A mulher negra que consegue fugir e escapar da condição de escravizada agora veste um vestido repleto de bordados e jóias, enquanto carrega uma bacia dourada com ervas em direção ao rio para lavar-se, ao mesmo tempo que a sinhá branca, que anteriormente exibia suas riquezas, agora vaga desamparada e faminta pelas ruas. A montagem reforça a oposição e a sincronicidade entre os gestos, assim como estabelece uma resposta irônica à frase que abre o filme. Lavando-se no rio, a mulher negra esfrega as ervas no corpo em ritual ancestral de limpeza. O banho de ervas é o cuidado que limpa as impurezas do corpo e do espírito, renovando a vida e abrindo os caminhos.

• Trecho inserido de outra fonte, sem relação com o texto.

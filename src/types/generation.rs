//! Generation settings and related enums.

use bon::Builder;
use serde::{Deserialize, Serialize};
use strum::{Display, EnumString};

/// Settings controlling text generation.
///
/// All fields are optional; unset fields are left to the service default.
#[derive(Debug, Clone, Builder, Serialize, Deserialize, Default, PartialEq)]
pub struct GenerationSettings {
    pub max_tokens: Option<u32>,
    pub temperature: Option<f64>,
    pub seed: Option<u64>,
    pub user: Option<String>,
}

/// Why generation finished.
#[derive(Debug, Clone, Copy, Serialize, Deserialize, PartialEq, Eq, Display, EnumString)]
#[serde(rename_all = "snake_case")]
#[strum(serialize_all = "snake_case")]
pub enum FinishReason {
    Stop,
    Length,
    ContentFilter,
}
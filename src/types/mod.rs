//! Core types for the meal planner.

pub mod generation;
pub mod message;
pub mod plan;
pub mod usage;

pub use generation::*;
pub use message::*;
pub use plan::*;
pub use usage::*;
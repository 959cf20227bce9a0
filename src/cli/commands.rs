//! CLI command handlers.

use std::net::SocketAddr;
use std::sync::Arc;

use crate::config::PlannerConfig;
use crate::planner::MealPlanner;
use crate::server;

use super::{PlanArgs, ServeArgs};

/// Handle `gutplan serve`.
pub async fn handle_serve(
    args: &ServeArgs,
    config: PlannerConfig,
) -> Result<(), Box<dyn std::error::Error>> {
    let addr: SocketAddr = format!("{}:{}", args.host, args.port)
        .parse()
        .map_err(|e| format!("Invalid listen address '{}:{}': {e}", args.host, args.port))?;
    let planner = Arc::new(MealPlanner::from_config(config)?);
    server::serve(addr, planner).await?;
    Ok(())
}

/// Handle `gutplan plan`.
pub async fn handle_plan(
    args: &PlanArgs,
    config: PlannerConfig,
) -> Result<(), Box<dyn std::error::Error>> {
    let planner = MealPlanner::from_config(config)?;
    let result = planner.plan(&args.to_request()).await?;
    println!("{}", serde_json::to_string_pretty(&result)?);
    Ok(())
}
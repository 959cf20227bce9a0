//! Nutrient lookup: the food-composition search seam, the USDA client and
//! the concurrent resolver.

pub mod resolver;
pub mod usda;

pub use resolver::{extract_nutrients, LookupFailurePolicy, NutrientResolver};
pub use usda::{FoodItem, FoodNutrient, FoodSearch, FoodSearchResponse, UsdaClient};
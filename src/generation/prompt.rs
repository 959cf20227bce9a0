//! Prompt text for the meal plan request.

use crate::types::MealPlanRequest;

/// System role given to the model on every request.
pub const SYSTEM_PROMPT: &str =
    "You are a gut-health nutrition expert. Always respond with valid JSON.";

/// Build the user instruction embedding every request field.
pub fn build_prompt(request: &MealPlanRequest) -> String {
    format!(
        "Generate a gut-friendly meal plan for one day (Day {day}) of a {diet} diet. \
         Consider the user's gut health score: {gut}. \
         The fitness goal is {goal}. \
         Include probiotic and prebiotic foods where appropriate. \
         Respond ONLY with a valid JSON array of meal names. \
         No extra text, no explanations, no formatting hints.",
        day = request.day,
        diet = request.dietary_preferences,
        gut = request.gut_health_score,
        goal = request.fitness_goal,
    )
}
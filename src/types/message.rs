//! Message types for model communication.

use chrono::{DateTime, Utc};
use serde::{Deserialize, Serialize};

/// A message in a conversation with the generative model.
#[derive(Debug, Clone, Serialize, Deserialize, PartialEq)]
pub struct ModelMessage {
    pub role: Role,
    pub content: String,
    #[serde(default, skip_serializing_if = "Option::is_none")]
    pub timestamp: Option<DateTime<Utc>>,
}

impl ModelMessage {
    /// Create a system message.
    pub fn system(text: impl Into<String>) -> Self {
        Self::with_role(Role::System, text)
    }

    /// Create a user message.
    pub fn user(text: impl Into<String>) -> Self {
        Self::with_role(Role::User, text)
    }

    fn with_role(role: Role, text: impl Into<String>) -> Self {
        Self {
            role,
            content: text.into(),
            timestamp: Some(Utc::now()),
        }
    }

    /// The text content of this message.
    pub fn text(&self) -> &str {
        &self.content
    }
}

/// Conversation role.
#[derive(Debug, Clone, Copy, Serialize, Deserialize, PartialEq, Eq, Hash)]
#[serde(rename_all = "lowercase")]
pub enum Role {
    System,
    User,
}

impl Role {
    /// Wire name of the role.
    pub fn as_str(&self) -> &'static str {
        match self {
            Self::System => "system",
            Self::User => "user",
        }
    }
}
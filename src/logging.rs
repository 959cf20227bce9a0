//! Tracing subscriber setup for the binary.

use std::env;
use std::io;

use strum::{Display, EnumString};
use tracing::info;
use tracing_subscriber::{
    filter::Directive, fmt, layer::SubscriberExt, util::SubscriberInitExt, EnvFilter,
};

use crate::error::{PlannerError, Result};

/// Log output format.
#[derive(Debug, Clone, Copy, Default, PartialEq, Eq, Display, EnumString)]
#[strum(serialize_all = "lowercase")]
pub enum LogFormat {
    Json,
    #[default]
    Pretty,
    Compact,
}

/// Logging configuration.
#[derive(Debug, Clone)]
pub struct LoggingConfig {
    /// Default filter directive when `RUST_LOG` is unset.
    pub level: String,
    pub format: LogFormat,
}

impl Default for LoggingConfig {
    fn default() -> Self {
        Self {
            level: "info".into(),
            format: LogFormat::default(),
        }
    }
}

impl LoggingConfig {
    /// Read `RUST_LOG` and `LOG_FORMAT`; unknown formats fall back to pretty.
    pub fn from_env() -> Self {
        Self {
            level: env::var("RUST_LOG").unwrap_or_else(|_| "info".into()),
            format: env::var("LOG_FORMAT")
                .ok()
                .and_then(|f| f.parse().ok())
                .unwrap_or_default(),
        }
    }

    fn filter(&self) -> EnvFilter {
        let quiet = |directive: &str| -> Directive {
            directive
                .parse()
                .unwrap_or_else(|_| tracing::Level::WARN.into())
        };
        EnvFilter::new(&self.level)
            .add_directive(quiet("hyper=warn"))
            .add_directive(quiet("reqwest=warn"))
    }

    /// Install the global subscriber.
    pub fn init(&self) -> Result<()> {
        let registry = tracing_subscriber::registry().with(self.filter());

        let installed = match self.format {
            LogFormat::Json => registry
                .with(fmt::layer().json().with_target(true).with_writer(io::stdout))
                .try_init(),
            LogFormat::Pretty => registry
                .with(fmt::layer().with_target(true).with_writer(io::stdout))
                .try_init(),
            LogFormat::Compact => registry
                .with(fmt::layer().compact().with_target(false).with_writer(io::stdout))
                .try_init(),
        };
        installed.map_err(|e| PlannerError::Configuration(format!("logging: {e}")))?;

        info!(
            version = env!("CARGO_PKG_VERSION"),
            log.level = %self.level,
            log.format = %self.format,
            "gutplan starting up"
        );
        Ok(())
    }
}
//! Convenience re-exports for common use.

pub use crate::config::PlannerConfig;
pub use crate::error::{ErrorKind, PlannerError, Result};
pub use crate::generation::PlanGenerator;
pub use crate::nutrition::{FoodSearch, LookupFailurePolicy, NutrientResolver, UsdaClient};
pub use crate::planner::MealPlanner;
pub use crate::provider::ModelProvider;
pub use crate::types::{MealName, MealPlanRequest, MealPlanResult, Nutrient, NutrientRecord};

Contornar o trauma não é evitá-lo, enterrá-lo no esquecimento, mas um gesto de criar condições de existência que vão além da experiência da dor. Em “Rio das Almas e Negras Memórias” a violência traumática da escravidão é contornada em gestos fabulatórios que performam as identidades culturais afrodiasporicas, mas não pode ser esquecida, pois a escravidão e o garimpo são constantemente denunciados pelas imagens que exibem as crueldades que a estrutura colonial causou e continua a causar.
O final contraria a lógica presente na narrativa de não expor graficamente a violência contra corpos negros, mas a traição do espectador parece ser justamente para reforçar a crítica através do choque que expõe as fraturas abertas quando exibe corpos negros ensaguentados nas margens do Rio das Almas — que não por acaso foi nomeado dessa forma. O som de inúmeras vozes e línguas africanas ecoam sobre as imagens que provocam inquietações. Apesar de condenar o grafismo em imagens que exibem violência contra pessoas negras, percebo um gesto potente em “Rio das Almas e Negras Memórias” quando a narrativa expõe o trauma que não pode ser contido pela fabulação e precisa ser reiterado com criticidade para condenar as violências do passado e do presente.
“Rio das Almas e Negras Memórias” constrói performances musicais de pessoas negras como ato de fabular nossas existências além das violências que sofremos, afirmando nossas manifestações culturais e nossas identidades como potência que confronta as estruturas coloniais ao mesmo tempo que denuncia a exploração escravagista da mineração no Rio das Almas.